## [What the task requires]
From the entries that follow, pick out all lines holding "info".

## [Saved entries]
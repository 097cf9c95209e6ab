//! Integration tests for the Tanzeem connector.
//!
//! These tests compose every crate against files on disk:
//! - Directory export -> sync -> persisted store -> reopen
//! - Map -> resolve -> provision -> remap -> refresh
//! - Scheduler exclusion and shutdown

use std::path::Path;
use std::sync::Arc;
use std::time::Duration;

use async_trait::async_trait;
use tokio_util::sync::CancellationToken;

use tanzeem_connector::{ConnectorConfig, SyncRunner, TanzeemConnector};
use tanzeem_protocol::*;
use tanzeem_state::{HierarchyStore, MemoryStore};
use tanzeem_sync::{
    DirectoryClient, DirectoryError, JamaatReconciler, MemberReconciler, SyncConfig, SyncKind,
};

fn write_export(path: &Path) {
    let export = DirectorySnapshot {
        jamaats: vec![
            ExternalJamaat {
                jamaat_id: 501,
                name: "Example Congregation".into(),
                code: Some("EC".into()),
                circuit_name: Some("North".into()),
            },
            ExternalJamaat {
                jamaat_id: 502,
                name: "Second Congregation".into(),
                code: None,
                circuit_name: None,
            },
        ],
        members: vec![ExternalMember {
            chanda_no: "C-100".into(),
            jamaat_id: Some(501),
            email: Some("member@example.org".into()),
            first_name: "Bilal".into(),
            middle_name: None,
            last_name: "Ahmad".into(),
            photo_url: None,
        }],
    };
    std::fs::write(path, serde_json::to_string_pretty(&export).unwrap()).unwrap();
}

fn config_in(dir: &Path) -> ConnectorConfig {
    let mut config = ConnectorConfig::default();
    config.store.path = dir.join("store.json");
    config.directory.snapshot_path = dir.join("directory.json");
    config
}

// ═══════════════════════════════════════════════════════════════
// End-to-End: Sync and Persistence
// ═══════════════════════════════════════════════════════════════

#[tokio::test]
async fn e2e_sync_persists_across_reopen() {
    let dir = tempfile::tempdir().unwrap();
    write_export(&dir.path().join("directory.json"));
    let config = config_in(dir.path());

    let connector = TanzeemConnector::open(config.clone()).await.unwrap();
    let cancel = CancellationToken::new();
    let jamaats = connector.sync(SyncKind::Jamaats, &cancel).await.unwrap();
    assert_eq!((jamaats.total_fetched, jamaats.new_count), (2, 2));
    let members = connector.sync(SyncKind::Members, &cancel).await.unwrap();
    assert_eq!(members.new_count, 1);

    // A second run over the same export only updates.
    let again = connector.sync(SyncKind::Jamaats, &cancel).await.unwrap();
    assert_eq!((again.new_count, again.updated_count), (0, 2));

    let reopened = TanzeemConnector::open(config).await.unwrap();
    let store = reopened.store();
    assert_eq!(store.jamaats().unwrap().len(), 2);
    let jamaat = store.jamaat_by_no(ExternalJamaatId::new(501)).unwrap().unwrap();
    assert_eq!(jamaat.circuit_name.as_deref(), Some("North"));
    assert_eq!(jamaat.muqam_id, None);
}

#[tokio::test]
async fn e2e_missing_export_is_transport_failure() {
    let dir = tempfile::tempdir().unwrap();
    let connector = TanzeemConnector::open(config_in(dir.path())).await.unwrap();
    let err = connector
        .sync(SyncKind::Jamaats, &CancellationToken::new())
        .await
        .unwrap_err();
    assert!(err.to_string().contains("Directory"));
    assert!(!dir.path().join("store.json").exists());
}

// ═══════════════════════════════════════════════════════════════
// End-to-End: Mapping and Accounts
// ═══════════════════════════════════════════════════════════════

#[tokio::test]
async fn e2e_map_resolve_provision_refresh() {
    let dir = tempfile::tempdir().unwrap();
    write_export(&dir.path().join("directory.json"));
    let config = config_in(dir.path());
    let connector = TanzeemConnector::open(config.clone()).await.unwrap();
    let cancel = CancellationToken::new();
    connector.sync(SyncKind::Jamaats, &cancel).await.unwrap();
    connector.sync(SyncKind::Members, &cancel).await.unwrap();

    let zone = connector.add_zone("Punjab").await.unwrap();
    let dila = connector.add_dila("Lahore", zone).await.unwrap();
    let first = connector.add_muqam("Model Town", dila).await.unwrap();
    let second = connector.add_muqam("Garden Town", dila).await.unwrap();

    connector.map(501, first).await.unwrap();
    let stats = connector.stats().unwrap();
    assert_eq!((stats.total, stats.mapped), (2, 1));
    assert_eq!(stats.mapping_percentage, 50.0);

    let chanda_no = ChandaNo::new("C-100".into());
    let ctx = connector.resolve(&chanda_no).unwrap();
    assert_eq!(ctx.muqam_id, Some(first));
    assert_eq!(ctx.dila_id, Some(dila));
    assert_eq!(ctx.organization_level, Some(OrganizationLevel::Zone));

    let account = connector.provisioner().provision(&chanda_no, None).await.unwrap();
    assert_eq!(account.muqam_id, Some(first));

    connector.map(501, second).await.unwrap();
    let refreshed = connector.provisioner().refresh(&chanda_no).await.unwrap();
    assert_eq!(refreshed.muqam_id, Some(second));

    // Seeded tiers, mapping and account all survive a restart.
    let reopened = TanzeemConnector::open(config).await.unwrap();
    assert_eq!(reopened.resolve(&chanda_no).unwrap().muqam_id, Some(second));
    let stored = reopened.store().account_by_chanda_no(&chanda_no).unwrap().unwrap();
    assert_eq!(stored.muqam_id, Some(second));
}

#[tokio::test]
async fn e2e_unmap_then_unmap_again_fails() {
    let dir = tempfile::tempdir().unwrap();
    write_export(&dir.path().join("directory.json"));
    let connector = TanzeemConnector::open(config_in(dir.path())).await.unwrap();
    connector.sync(SyncKind::Jamaats, &CancellationToken::new()).await.unwrap();

    let zone = connector.add_zone("Zone").await.unwrap();
    let dila = connector.add_dila("Dila", zone).await.unwrap();
    let muqam = connector.add_muqam("Muqam", dila).await.unwrap();
    connector.map(502, muqam).await.unwrap();

    assert_eq!(connector.unmap(502).await.unwrap(), muqam);
    assert!(connector.unmap(502).await.is_err());
}

// ═══════════════════════════════════════════════════════════════
// Scheduler
// ═══════════════════════════════════════════════════════════════

/// Serves one Jamaat and one Member after a fixed delay.
struct SlowDirectory(Duration);

#[async_trait]
impl DirectoryClient for SlowDirectory {
    async fn fetch_jamaats(&self) -> Result<Vec<ExternalJamaat>, DirectoryError> {
        tokio::time::sleep(self.0).await;
        Ok(vec![ExternalJamaat {
            jamaat_id: 1,
            name: "Slow".into(),
            code: None,
            circuit_name: None,
        }])
    }

    async fn fetch_members(&self) -> Result<Vec<ExternalMember>, DirectoryError> {
        tokio::time::sleep(self.0).await;
        Ok(vec![ExternalMember {
            chanda_no: "S-1".into(),
            jamaat_id: Some(1),
            email: None,
            first_name: "Slow".into(),
            middle_name: None,
            last_name: "Member".into(),
            photo_url: None,
        }])
    }
}

fn slow_runner(store: Arc<MemoryStore>, delay: Duration) -> Arc<SyncRunner> {
    let directory: Arc<dyn DirectoryClient> = Arc::new(SlowDirectory(delay));
    let shared: Arc<dyn HierarchyStore> = store;
    let mut schedule = ConnectorConfig::default().sync;
    schedule.jamaat_interval_secs = 3600;
    schedule.member_interval_secs = 3600;
    Arc::new(SyncRunner::new(
        JamaatReconciler::new(directory.clone(), shared.clone(), SyncConfig::default()),
        MemberReconciler::new(directory, shared, SyncConfig::default()),
        schedule,
    ))
}

#[tokio::test]
async fn overlapping_run_of_same_kind_is_skipped() {
    let store = Arc::new(MemoryStore::new());
    let runner = slow_runner(store.clone(), Duration::from_millis(200));
    let cancel = CancellationToken::new();

    let (first, second, members) = tokio::join!(
        runner.run_once(SyncKind::Jamaats, &cancel),
        async {
            tokio::time::sleep(Duration::from_millis(50)).await;
            runner.run_once(SyncKind::Jamaats, &cancel).await
        },
        async {
            tokio::time::sleep(Duration::from_millis(50)).await;
            runner.run_once(SyncKind::Members, &cancel).await
        },
    );

    assert_eq!(first.unwrap().unwrap().new_count, 1);
    assert!(second.unwrap().is_none());
    // Different kinds are not excluded from each other.
    assert_eq!(members.unwrap().unwrap().new_count, 1);
}

#[tokio::test]
async fn scheduler_runs_on_start_and_stops_on_cancel() {
    let store = Arc::new(MemoryStore::new());
    let runner = slow_runner(store.clone(), Duration::from_millis(10));
    let cancel = CancellationToken::new();
    let handle = tokio::spawn(runner.run(cancel.clone()));

    let deadline = tokio::time::Instant::now() + Duration::from_secs(5);
    while store.jamaats().unwrap().is_empty() || store.members().unwrap().is_empty() {
        assert!(tokio::time::Instant::now() < deadline, "scheduled syncs never ran");
        tokio::time::sleep(Duration::from_millis(10)).await;
    }

    cancel.cancel();
    tokio::time::timeout(Duration::from_secs(5), handle)
        .await
        .expect("scheduler did not stop")
        .unwrap();
}
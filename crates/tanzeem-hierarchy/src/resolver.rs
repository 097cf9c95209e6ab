//! Ancestor resolution: Member → Muqam → Dila → Zone.
//!
//! The starting Muqam is chosen by priority:
//! 1. The Muqam of the member's Jamaat, if the Jamaat is known and mapped
//! 2. The member's direct Muqam link
//! 3. Nothing, in which case every field is absent
//!
//! The starting Muqam id is always reported. The walk upwards stops at the
//! first row that cannot be found: finer fields are kept, coarser ones stay
//! absent.
//! Resolution never fails: lookup errors are logged and treated as a
//! missing row.

use std::sync::Arc;

use tanzeem_protocol::*;
use tanzeem_state::{HierarchyStore, StateError};

/// The hierarchy-relevant links carried by a member or registration hint.
#[derive(Debug, Clone, Copy, Default, PartialEq, Eq)]
pub struct MemberRef {
    pub jamaat_no: Option<ExternalJamaatId>,
    pub muqam_id: Option<MuqamId>,
}

impl MemberRef {
    pub fn new(jamaat_no: Option<ExternalJamaatId>, muqam_id: Option<MuqamId>) -> Self {
        Self {
            jamaat_no,
            muqam_id,
        }
    }
}

impl From<&Member> for MemberRef {
    fn from(member: &Member) -> Self {
        Self {
            jamaat_no: member.jamaat_no,
            muqam_id: member.muqam_id,
        }
    }
}

/// Resolves hierarchy context from store lookups.
#[derive(Clone)]
pub struct HierarchyResolver {
    store: Arc<dyn HierarchyStore>,
}

impl HierarchyResolver {
    pub fn new(store: Arc<dyn HierarchyStore>) -> Self {
        Self { store }
    }

    /// Resolve the ancestor chain and organization level for a member.
    pub fn resolve(&self, member: &MemberRef) -> HierarchyContext {
        let start = member
            .jamaat_no
            .and_then(|jamaat_no| self.jamaat_muqam(jamaat_no))
            .or(member.muqam_id);

        match start {
            Some(muqam_id) => self.walk_from_muqam(muqam_id),
            None => HierarchyContext::default(),
        }
    }

    /// Resolve the chain for a Muqam directly.
    pub fn walk_from_muqam(&self, muqam_id: MuqamId) -> HierarchyContext {
        let Some(muqam) = lookup(self.store.muqam(&muqam_id)) else {
            tracing::debug!(muqam = %muqam_id, "Muqam not found, hierarchy truncated");
            return HierarchyContext::from_chain(Some(muqam_id), None, None);
        };

        let Some(dila) = lookup(self.store.dila(&muqam.dila_id)) else {
            tracing::debug!(muqam = %muqam_id, dila = %muqam.dila_id, "Dila not found, hierarchy truncated");
            return HierarchyContext::from_chain(Some(muqam_id), None, None);
        };

        let zone_id = lookup(self.store.zone(&dila.zone_id)).map(|zone| zone.id);
        if zone_id.is_none() {
            tracing::debug!(dila = %dila.id, zone = %dila.zone_id, "Zone not found, hierarchy truncated");
        }

        HierarchyContext::from_chain(Some(muqam_id), Some(dila.id), zone_id)
    }

    fn jamaat_muqam(&self, jamaat_no: ExternalJamaatId) -> Option<MuqamId> {
        lookup(self.store.jamaat_by_no(jamaat_no)).and_then(|jamaat| jamaat.muqam_id)
    }
}

/// Collapse a lookup result to an `Option`, logging store failures.
fn lookup<T>(result: Result<Option<T>, StateError>) -> Option<T> {
    match result {
        Ok(found) => found,
        Err(e) => {
            tracing::warn!(error = %e, "Hierarchy lookup failed, treating as missing");
            None
        }
    }
}
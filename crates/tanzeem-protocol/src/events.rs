use chrono::{DateTime, Utc};
use serde::{Deserialize, Serialize};

use crate::identity::{JamaatId, MuqamId};

/// Notifications raised by mapping changes.
///
/// Plain immutable values: the producer collects them and hands them to an
/// event sink once the underlying write has been committed.
#[derive(Debug, Clone, PartialEq, Eq, Serialize, Deserialize)]
#[serde(tag = "type", rename_all = "snake_case")]
pub enum DomainEvent {
    JamaatMapped {
        jamaat_id: JamaatId,
        muqam_id: MuqamId,
        occurred_at: DateTime<Utc>,
    },
    JamaatUnmapped {
        jamaat_id: JamaatId,
        previous_muqam_id: MuqamId,
        occurred_at: DateTime<Utc>,
    },
}

impl DomainEvent {
    pub fn jamaat_mapped(jamaat_id: JamaatId, muqam_id: MuqamId) -> Self {
        DomainEvent::JamaatMapped {
            jamaat_id,
            muqam_id,
            occurred_at: Utc::now(),
        }
    }

    pub fn jamaat_unmapped(jamaat_id: JamaatId, previous_muqam_id: MuqamId) -> Self {
        DomainEvent::JamaatUnmapped {
            jamaat_id,
            previous_muqam_id,
            occurred_at: Utc::now(),
        }
    }

    /// The Jamaat this event concerns.
    pub fn jamaat_id(&self) -> JamaatId {
        match self {
            DomainEvent::JamaatMapped { jamaat_id, .. } => *jamaat_id,
            DomainEvent::JamaatUnmapped { jamaat_id, .. } => *jamaat_id,
        }
    }

    pub fn name(&self) -> &'static str {
        match self {
            DomainEvent::JamaatMapped { .. } => "jamaat.mapped",
            DomainEvent::JamaatUnmapped { .. } => "jamaat.unmapped",
        }
    }
}
//! The external directory seam.

use async_trait::async_trait;
use thiserror::Error;

use tanzeem_protocol::{ExternalJamaat, ExternalMember};

#[derive(Error, Debug)]
pub enum DirectoryError {
    #[error("Directory unreachable: {0}")]
    Unreachable(String),

    #[error("Directory request timed out after {0}s")]
    Timeout(u64),

    #[error("Malformed directory response: {0}")]
    Malformed(String),
}

/// Client for the authoritative external directory.
///
/// Each call returns the complete current set. Calls must be safe to
/// repeat.
#[async_trait]
pub trait DirectoryClient: Send + Sync {
    async fn fetch_jamaats(&self) -> Result<Vec<ExternalJamaat>, DirectoryError>;

    async fn fetch_members(&self) -> Result<Vec<ExternalMember>, DirectoryError>;
}
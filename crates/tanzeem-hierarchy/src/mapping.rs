//! Jamaat-to-Muqam mapping.
//!
//! Each Jamaat is either unmapped or mapped to exactly one Muqam:
//!
//! ```text
//! Unmapped  --map(m)-->   Mapped(m)
//! Mapped(m) --map(m')-->  Mapped(m')   previous association replaced
//! Mapped(m) --map(m)-->   Mapped(m)    no write, no event
//! Mapped(m) --unmap-->    Unmapped
//! Unmapped  --unmap-->    rejected with InvalidState
//! ```
//!
//! Every change is a single-record write flushed through the store. Events
//! are collected per operation and published only after the flush succeeded.

use std::sync::Arc;

use chrono::Utc;

use tanzeem_protocol::*;
use tanzeem_state::{ChangeSet, HierarchyStore};

use crate::events::EventSink;
use crate::HierarchyError;

/// What a successful `map` call did.
#[derive(Debug, Clone, Copy, PartialEq, Eq)]
pub enum MappingOutcome {
    /// The Jamaat was unmapped and is now mapped.
    Mapped,
    /// The Jamaat moved from `previous` to the requested Muqam.
    Remapped { previous: MuqamId },
    /// The Jamaat was already mapped to the requested Muqam.
    Unchanged,
}

impl MappingOutcome {
    pub fn is_noop(&self) -> bool {
        matches!(self, MappingOutcome::Unchanged)
    }
}

/// Maintains the Jamaat → Muqam association.
pub struct MappingManager {
    store: Arc<dyn HierarchyStore>,
    sink: Arc<dyn EventSink>,
}

impl MappingManager {
    pub fn new(store: Arc<dyn HierarchyStore>, sink: Arc<dyn EventSink>) -> Self {
        Self { store, sink }
    }

    /// Map a Jamaat to a Muqam, replacing any previous association.
    pub async fn map(
        &self,
        jamaat_id: JamaatId,
        muqam_id: MuqamId,
    ) -> Result<MappingOutcome, HierarchyError> {
        let mut jamaat = self
            .store
            .jamaat(&jamaat_id)?
            .ok_or_else(|| HierarchyError::not_found(JamaatId::kind(), jamaat_id))?;

        if self.store.muqam(&muqam_id)?.is_none() {
            return Err(HierarchyError::not_found(MuqamId::kind(), muqam_id));
        }

        let outcome = match jamaat.muqam_id {
            Some(current) if current == muqam_id => {
                tracing::debug!(jamaat = %jamaat_id, muqam = %muqam_id, "Jamaat already mapped to Muqam");
                return Ok(MappingOutcome::Unchanged);
            }
            Some(previous) => MappingOutcome::Remapped { previous },
            None => MappingOutcome::Mapped,
        };

        jamaat.muqam_id = Some(muqam_id);
        jamaat.updated_on = Some(Utc::now());
        let events = vec![DomainEvent::jamaat_mapped(jamaat_id, muqam_id)];

        self.commit(jamaat, events).await?;

        match outcome {
            MappingOutcome::Remapped { previous } => tracing::info!(
                jamaat = %jamaat_id,
                muqam = %muqam_id,
                previous = %previous,
                "Jamaat remapped"
            ),
            _ => tracing::info!(jamaat = %jamaat_id, muqam = %muqam_id, "Jamaat mapped"),
        }

        Ok(outcome)
    }

    /// Map a Jamaat identified by its external key.
    pub async fn map_by_no(
        &self,
        jamaat_no: ExternalJamaatId,
        muqam_id: MuqamId,
    ) -> Result<MappingOutcome, HierarchyError> {
        let jamaat_id = self.jamaat_id_for(jamaat_no)?;
        self.map(jamaat_id, muqam_id).await
    }

    /// Clear a Jamaat's Muqam. Returns the Muqam it was mapped to.
    pub async fn unmap(&self, jamaat_id: JamaatId) -> Result<MuqamId, HierarchyError> {
        let mut jamaat = self
            .store
            .jamaat(&jamaat_id)?
            .ok_or_else(|| HierarchyError::not_found(JamaatId::kind(), jamaat_id))?;

        let previous = jamaat.muqam_id.ok_or_else(|| {
            HierarchyError::InvalidState(format!("Jamaat {} is not mapped to any Muqam", jamaat_id))
        })?;

        jamaat.muqam_id = None;
        jamaat.updated_on = Some(Utc::now());
        let events = vec![DomainEvent::jamaat_unmapped(jamaat_id, previous)];

        self.commit(jamaat, events).await?;

        tracing::info!(jamaat = %jamaat_id, previous = %previous, "Jamaat unmapped");
        Ok(previous)
    }

    /// Unmap a Jamaat identified by its external key.
    pub async fn unmap_by_no(&self, jamaat_no: ExternalJamaatId) -> Result<MuqamId, HierarchyError> {
        let jamaat_id = self.jamaat_id_for(jamaat_no)?;
        self.unmap(jamaat_id).await
    }

    /// Mapping coverage across all Jamaats.
    pub fn stats(&self) -> Result<MappingStats, HierarchyError> {
        let jamaats = self.store.jamaats()?;
        let mapped = jamaats.iter().filter(|j| j.is_mapped()).count();
        Ok(MappingStats::from_counts(jamaats.len() as u64, mapped as u64))
    }

    /// Jamaats currently mapped to the given Muqam.
    pub fn jamaats_for_muqam(&self, muqam_id: MuqamId) -> Result<Vec<Jamaat>, HierarchyError> {
        Ok(self
            .store
            .jamaats()?
            .into_iter()
            .filter(|j| j.muqam_id == Some(muqam_id))
            .collect())
    }

    /// Jamaats that have no Muqam yet.
    pub fn unmapped_jamaats(&self) -> Result<Vec<Jamaat>, HierarchyError> {
        Ok(self
            .store
            .jamaats()?
            .into_iter()
            .filter(|j| !j.is_mapped())
            .collect())
    }

    fn jamaat_id_for(&self, jamaat_no: ExternalJamaatId) -> Result<JamaatId, HierarchyError> {
        self.store
            .jamaat_by_no(jamaat_no)?
            .map(|j| j.id)
            .ok_or_else(|| HierarchyError::not_found(JamaatId::kind(), jamaat_no))
    }

    async fn commit(&self, jamaat: Jamaat, events: Vec<DomainEvent>) -> Result<(), HierarchyError> {
        let mut changes = ChangeSet::new();
        changes.stage_jamaat(jamaat);
        self.store.flush(changes).await?;

        for event in &events {
            self.sink.publish(event);
        }
        Ok(())
    }
}

#[cfg(test)]
mod tests {
    use super::*;
    use crate::events::RecordingSink;
    use tanzeem_state::MemoryStore;

    #[tokio::test]
    async fn test_unknown_jamaat_is_not_found() {
        let store = Arc::new(MemoryStore::new());
        let manager = MappingManager::new(store, Arc::new(RecordingSink::new()));
        let err = manager
            .map(JamaatId::generate(), MuqamId::generate())
            .await
            .unwrap_err();
        assert!(matches!(err, HierarchyError::NotFound { kind: "Jamaat", .. }));
    }

    #[test]
    fn test_stats_empty() {
        let manager = MappingManager::new(Arc::new(MemoryStore::new()), Arc::new(RecordingSink::new()));
        let stats = manager.stats().unwrap();
        assert_eq!(stats.total, 0);
        assert_eq!(stats.mapping_percentage, 0.0);
    }
}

## [Result]
            MappingOutcome::Remapped { previous } => tracing::info!(
            _ => tracing::info!(jamaat = %jamaat_id, muqam = %muqam_id, "Jamaat mapped"),
        tracing::info!(jamaat = %jamaat_id, previous = %previous, "Jamaat unmapped");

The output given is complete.